Exercise prompt:
For every line that contains the string "extend", pull that line out of the material below.

+++ Available records +++

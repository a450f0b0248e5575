//! Where the client goes after a form is submitted.
//!
//! # Architecture
//!
//! Two sources of navigation frames, checked in order:
//!
//! - the form's own end-of-form setting ([`PostFormWorkflow`]), including
//!   conditional links to other forms and a fallback for when no link
//!   condition holds;
//! - case list registration: a form launched from a module's case list
//!   returns to that module, carrying the new case along when one was
//!   created.
//!
//! All frames are built from [`StackPlanner`] children and emitted as
//! `create` frames.

use suite_model::{
    CaseListFormWorkflow, CompileError, FormLink, FrameKind, PostFormWorkflow, Result, StackFrame,
};

use crate::case_graph::resolve_case_graph;
use crate::graph::FormPlacement;
use crate::stack::{
    Binding, FrameChild, FrameDatum, StackPlanner, build_frame, children_before_source,
    match_to_source, prepend_children,
};
use crate::xpath;

/// Frames to attach to a form's entry stack.
pub fn form_workflow_frames(planner: &StackPlanner<'_>, placement: FormPlacement<'_>) -> Result<Vec<StackFrame>> {
    let source = planner.form_datums(placement.module, placement.form_index);
    let frames = end_of_form_frames(planner, placement, &source)?;
    if !frames.is_empty() {
        return Ok(frames);
    }
    case_list_form_frames(planner, placement, &source)
}

// ===== End of form =====

fn end_of_form_frames(
    planner: &StackPlanner<'_>,
    placement: FormPlacement<'_>,
    source: &[FrameDatum],
) -> Result<Vec<StackFrame>> {
    let form = placement.form;
    if form.post_form_workflow != PostFormWorkflow::Form {
        return Ok(static_frame(planner, form.post_form_workflow, placement, source, None)
            .into_iter()
            .collect());
    }

    let mut frames = Vec::with_capacity(form.form_links.len() + 1);
    for link in &form.form_links {
        let children = link_children(planner, link, placement, source)?;
        let condition = Some(link.xpath.clone()).filter(|xpath| !xpath.is_empty());
        let frame = build_frame(FrameKind::Create, condition, &children, source, false);
        if !frame.is_empty() {
            frames.push(frame);
        }
    }

    let conditions: Vec<String> = form
        .form_links
        .iter()
        .filter(|link| !link.xpath.is_empty())
        .map(|link| format!("not({})", link.xpath))
        .collect();
    if let Some(fallback) = form.post_form_workflow_fallback
        && !conditions.is_empty()
    {
        frames.extend(static_frame(
            planner,
            fallback,
            placement,
            source,
            Some(conditions.join(" and ")),
        ));
    }
    Ok(frames)
}

/// Frame for a fixed destination. `root` is the only one allowed to be
/// empty; it simply clears back to the home screen.
fn static_frame(
    planner: &StackPlanner<'_>,
    workflow: PostFormWorkflow,
    placement: FormPlacement<'_>,
    source: &[FrameDatum],
    condition: Option<String>,
) -> Option<StackFrame> {
    let graph = planner.graph();
    let children = match workflow {
        PostFormWorkflow::Default | PostFormWorkflow::Form => return None,
        PostFormWorkflow::Root => {
            return Some(StackFrame::new(FrameKind::Create).with_if(condition));
        }
        PostFormWorkflow::Module => planner.module_children(placement.module, false),
        PostFormWorkflow::ParentModule => {
            let root = graph.node(placement.module).root?;
            planner.module_children(root, true)
        }
        PostFormWorkflow::PreviousScreen => {
            let mut children = planner.frame_children(placement.module, Some(placement.form_index), true);
            children.pop();
            while children.last().is_some_and(FrameChild::is_unattended_datum) {
                children.pop();
            }
            children
        }
    };
    let frame = build_frame(FrameKind::Create, condition, &children, source, false);
    (!frame.is_empty()).then_some(frame)
}

fn link_children(
    planner: &StackPlanner<'_>,
    link: &FormLink,
    placement: FormPlacement<'_>,
    source: &[FrameDatum],
) -> Result<Vec<FrameChild>> {
    let graph = planner.graph();
    let module_id = &graph.module(placement.module).unique_id;
    let link_error = |message: String| {
        CompileError::suite_validation(Some(module_id), Some(placement.form_id()), message)
    };

    let (target, children) = if let Some(form_id) = &link.form_id {
        let (home, _) = graph
            .form_location(form_id)
            .ok_or_else(|| link_error(format!("form link target {form_id} does not exist")))?;
        let mut target = match &link.form_module_id {
            Some(id) => graph
                .module_position(id)
                .ok_or_else(|| link_error(format!("form link module {id} does not exist")))?,
            None => home,
        };
        if graph.node(placement.module).source == Some(target) {
            target = placement.module;
        }
        let target_form = graph.placement(target, form_id).ok_or_else(|| {
            link_error(format!(
                "form {form_id} is not shown in module {}",
                graph.module(target).unique_id
            ))
        })?;
        (target, planner.frame_children(target, Some(target_form.form_index), false))
    } else if let Some(id) = &link.module_unique_id {
        let target = graph
            .module_position(id)
            .ok_or_else(|| link_error(format!("form link module {id} does not exist")))?;
        (target, planner.module_children(target, false))
    } else {
        return Err(link_error("form link has no target".to_string()));
    };

    let binding = if link.datums.is_empty() {
        Binding::Source(source)
    } else {
        Binding::Manual(&link.datums)
    };
    let children = planner.bind(children, binding, placement)?;
    let root_children = planner.bind(planner.root_children(target), binding, placement)?;
    Ok(prepend_children(root_children, children))
}

// ===== Case list registration =====

fn case_list_form_frames(
    planner: &StackPlanner<'_>,
    placement: FormPlacement<'_>,
    source: &[FrameDatum],
) -> Result<Vec<StackFrame>> {
    let graph = planner.graph();
    let form = placement.form;
    let own_case_type = graph.case_type(placement.module);
    let mut frames = Vec::new();
    for node in graph.nodes() {
        let Some(case_list_form) = &node.module.case_list_form else {
            continue;
        };
        if case_list_form.form_id != form.unique_id {
            continue;
        }
        let Some(target_type) = graph.case_type(node.index) else {
            continue;
        };
        if !form.is_registration_form(target_type, own_case_type) {
            continue;
        }
        let case_graph = resolve_case_graph(graph, placement)?;
        let Some(open) = case_graph.opens.iter().find(|open| &open.case_type == target_type) else {
            continue;
        };
        frames.extend(return_frames(
            planner,
            node.index,
            &open.session_var,
            case_list_form.post_form_workflow,
            source,
        ));
    }
    Ok(frames)
}

/// Frames returning to `target` after registering the case held in
/// `case_var`.
fn return_frames(
    planner: &StackPlanner<'_>,
    target: usize,
    case_var: &str,
    workflow: CaseListFormWorkflow,
    source: &[FrameDatum],
) -> Vec<StackFrame> {
    let graph = planner.graph();
    let mut children = planner.root_children(target);
    let module = graph.module(target);
    if !graph.module_forms(target).is_empty() || module.case_list.show {
        for child in planner.frame_children(target, None, false) {
            if children.iter().all(|existing| existing.id() != child.id()) {
                children.push(child);
            }
        }
    }
    let children = match_to_source(children, source);

    let return_to = xpath::return_to_clause(&xpath::module_command(target));
    let created = xpath::count(&xpath::case_by_id(&xpath::session_var(case_var)));
    let not_created_children = children_before_source(&children, case_var);

    let mut frames = Vec::with_capacity(2);
    match workflow {
        CaseListFormWorkflow::CaseList => {
            frames.push(build_frame(
                FrameKind::Create,
                Some(return_to),
                not_created_children,
                source,
                false,
            ));
        }
        CaseListFormWorkflow::Default => {
            frames.push(build_frame(
                FrameKind::Create,
                Some(format!("{return_to} and {created} > 0")),
                &children,
                source,
                false,
            ));
            frames.push(build_frame(
                FrameKind::Create,
                Some(format!("{return_to} and {created} = 0")),
                not_created_children,
                source,
                false,
            ));
        }
    }
    frames.retain(|frame| !frame.is_empty());
    frames
}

+++

Expected answer:
        frames.extend(static_frame(
        frames.extend(return_frames(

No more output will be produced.